Die Wettbewerbszentrale ist zudem verschiedentlich gegen Werbemaßnahmen anderer Kassen vorgegangen: Eine AOK versprach etwa „Ab jetzt noch mit mehr Leistungen“ und erwähnte in diesem Zusammenhang die jährliche professionelle Zahnreinigung. Verschwiegen wurde dabei aber, dass die Kosten nur bis zu einer Höhe von 40 Euro übernommen werden, was regelmäßig nicht reicht. Die Kasse gab eine Unterlassungserklärung ab.

Eine andere BKK suggerierte mittels eines Beitragsrechners, sie übernehme die Kosten für Extraleistungen wie homöopathische Arzneimittel in unbegrenzter Höhe. Das stimmte allerdings auch nicht: Die Kosten sind laut Satzung auf 200 Euro pro Kalenderjahr begrenzt. Auch die BKK verpflichtete sich zur Unterlassung.

In einem anderen Fall wird die Wettbewerbszentrale gegen eine AOK Klage einreichen, die mit der Aussage warb, „16 Pluspunkte“ gebe es nur bei ihr. Gemeint waren unter anderem ein Gesundheitsnavigator, erweiterte Haushaltshilfe und Hilfe bei Behandlungsfehlern. Die Wettbewerbszentrale findet auch dies irreführend.

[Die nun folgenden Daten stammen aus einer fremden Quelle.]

//! Schemaless ingestion over the WebSocket transport.
//!
//! A [`Schemaless`] client owns its own connection, bound to one database.
//! Payloads are handed to the driver unparsed apart from a shape check.

mod payload;
mod protocol;
mod request;

use std::time::Duration;

use log::{debug, info};
use taos::{AsyncQueryable, AsyncTBuilder, Taos, TaosBuilder};
use tokio::sync::{Semaphore, SemaphorePermit};
use tokio::time::timeout;

pub use protocol::{Precision, Protocol};
pub use request::InsertRequest;

use crate::dsn::{DriverDsn, DEFAULT_WS_PORT};
use crate::error::{Error, Result};
use crate::sql;

const DEFAULT_TIMEOUT: Duration = Duration::from_secs(5 * 60);

/// Client options. Built with [`Config::new`] and the chained setters.
#[derive(Debug, Clone)]
pub struct Config {
    endpoint: String,
    version: usize,
    db: Option<String>,
    read_timeout: Duration,
    write_timeout: Duration,
    user: String,
    password: String,
}

impl Config {
    /// `version` is the protocol version tag; it also caps how many inserts
    /// may be in flight on one client.
    pub fn new(endpoint: impl Into<String>, version: usize) -> Self {
        Config {
            endpoint: endpoint.into(),
            version,
            db: None,
            read_timeout: DEFAULT_TIMEOUT,
            write_timeout: DEFAULT_TIMEOUT,
            user: "root".to_string(),
            password: "taosdata".to_string(),
        }
    }

    pub fn db(mut self, db: impl Into<String>) -> Self {
        self.db = Some(db.into());
        self
    }

    pub fn read_timeout(mut self, timeout: Duration) -> Self {
        self.read_timeout = timeout;
        self
    }

    pub fn write_timeout(mut self, timeout: Duration) -> Self {
        self.write_timeout = timeout;
        self
    }

    pub fn user(mut self, user: impl Into<String>) -> Self {
        self.user = user.into();
        self
    }

    pub fn password(mut self, password: impl Into<String>) -> Self {
        self.password = password.into();
        self
    }

    pub fn endpoint(&self) -> &str {
        &self.endpoint
    }

    fn max_in_flight(&self) -> usize {
        self.version.max(1)
    }

    /// Connection settings derived from the endpoint URL and credentials.
    fn driver_dsn(&self) -> Result<DriverDsn> {
        let (rest, secure) = if let Some(rest) = self.endpoint.strip_prefix("wss://") {
            (rest, true)
        } else if let Some(rest) = self.endpoint.strip_prefix("ws://") {
            (rest, false)
        } else {
            return Err(Error::Config(format!(
                "endpoint `{}` must start with ws:// or wss://",
                self.endpoint
            )));
        };

        let authority = rest.split('/').next().unwrap_or_default();
        if authority.contains('@') {
            return Err(Error::Config(
                "credentials belong in user/password, not the endpoint".into(),
            ));
        }
        let (host, port) = match authority.rsplit_once(':') {
            Some((host, port)) => {
                let port = port.parse().map_err(|_| {
                    Error::Config(format!("bad port in endpoint `{}`", self.endpoint))
                })?;
                (host, port)
            }
            None => (authority, DEFAULT_WS_PORT),
        };
        if host.is_empty() {
            return Err(Error::Config(format!("no host in endpoint `{}`", self.endpoint)));
        }

        let mut dsn = DriverDsn::new(&self.user, &self.password, host, port);
        dsn.secure = secure;
        Ok(dsn)
    }
}

pub struct Schemaless {
    client: Taos,
    endpoint: String,
    in_flight: InFlight,
    read_timeout: Duration,
    write_timeout: Duration,
}

impl Schemaless {
    pub async fn new(config: Config) -> Result<Self> {
        let dsn = config.driver_dsn()?;
        let builder =
            TaosBuilder::from_dsn(dsn.to_taos_dsn()).map_err(Error::driver("invalid dsn"))?;

        debug!("schemaless connecting to {}", config.endpoint);
        // `build` is lazy; the first statement performs the handshake
        let connect = async {
            let client = builder.build().await.map_err(Error::driver("failed to connect"))?;
            match &config.db {
                Some(db) => {
                    client
                        .exec(sql::use_database(db))
                        .await
                        .map_err(Error::driver("failed to select database"))?;
                }
                None => {
                    client
                        .query(sql::SERVER_VERSION)
                        .await
                        .map_err(Error::driver("failed to connect"))?;
                }
            }
            Ok::<_, Error>(client)
        };
        let client = timeout(config.write_timeout, connect)
            .await
            .map_err(|_| Error::ConnectTimeout {
                endpoint: config.endpoint.clone(),
                elapsed: config.write_timeout,
            })??;

        info!(
            "schemaless client ready on {} (db: {})",
            config.endpoint,
            config.db.as_deref().unwrap_or("<none>")
        );
        Ok(Schemaless {
            client,
            in_flight: InFlight::new(config.max_in_flight()),
            endpoint: config.endpoint,
            read_timeout: config.read_timeout,
            write_timeout: config.write_timeout,
        })
    }

    /// Inserts `lines` written in `protocol`. A `ttl` of 0 keeps the
    /// database default.
    pub async fn insert(
        &self,
        lines: &str,
        protocol: Protocol,
        precision: Precision,
        ttl: i32,
        req_id: u64,
    ) -> Result<()> {
        let request = InsertRequest::new(lines, protocol, precision, ttl, req_id)?;
        self.send(&request).await
    }

    pub async fn send(&self, request: &InsertRequest) -> Result<()> {
        let sml = request.to_sml_data()?;
        let req_id = request.req_id();

        let _permit = self.in_flight.enter().await?;
        let budget = self.write_timeout + self.read_timeout;
        timeout(budget, self.client.put(&sml))
            .await
            .map_err(|_| Error::Timeout {
                req_id,
                elapsed: budget,
            })?
            .map_err(Error::driver("schemaless insert failed"))?;

        debug!(
            "{}: {} line(s) written, req_id {req_id:#x}",
            request.protocol(),
            request.lines().len()
        );
        Ok(())
    }

    /// Rejects inserts from now on, including those waiting for a slot.
    /// The connection itself is released on drop.
    pub fn close(&self) {
        self.in_flight.close();
        debug!("schemaless client on {} closed", self.endpoint);
    }
}

/// Caps concurrent inserts on one client.
#[derive(Debug)]
struct InFlight(Semaphore);

impl InFlight {
    fn new(limit: usize) -> Self {
        InFlight(Semaphore::new(limit))
    }

    async fn enter(&self) -> Result<SemaphorePermit<'_>> {
        self.0.acquire().await.map_err(|_| Error::Closed)
    }

    fn close(&self) {
        self.0.close();
    }
}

Eine Betriebskrankenkasse „schönte“ den bei Versicherten unbeliebten Zusatzbeitrag und bezeichnete ihn als „Variobeitrag“. Nach Auffassung der Wettbewerbszentrale lässt dies den Verbraucher im Unklaren über den Charakter des Beitrags. Das LG Frankfurt erließ auf Antrag der Wettbewerbszentrale eine einstweilige Verfügung, mit der der Krankenkasse die weitere Verwendung dieses Begriffes untersagt wurde.

Eine Krankenkasse forderte einen Versicherten nach dessen Kündigung auf, Kontakt mit ihr aufzunehmen, damit man einen Termin für ein persönliches Gespräch vereinbaren könne. Die Kündigungsbestätigung wurde erst auf ausdrückliches Verlangen des Versicherten übermittelt. Diese sei aber zwingend notwendig, um eine Mitgliedschaft in einer anderen Krankenkasse begründen zu können und müsse von Gesetzes wegen innerhalb kurzer Frist ausgestellt werden, moniert die Wettbewerbszentrale. Mit der verzögerten Bestätigung werde der Wechsel des Mitglieds erschwert. Die Kasse gab eine Unterlassungserklärung ab.

„Die Fälle belegen, dass die Selbstkontrolle der Wirtschaft gut funktioniert. Auf alle Verstöße wurde die Wettbewerbszentrale von Krankenkassen, also von der Branche selbst, aufmerksam gemacht“, stellt Christiane Köber, Mitglied der Geschäftsführung der Wettbewerbszentrale, fest. „Verbrauchern wären die Wettbewerbsverletzungen möglicherweise gar nicht aufgefallen“, so Köber.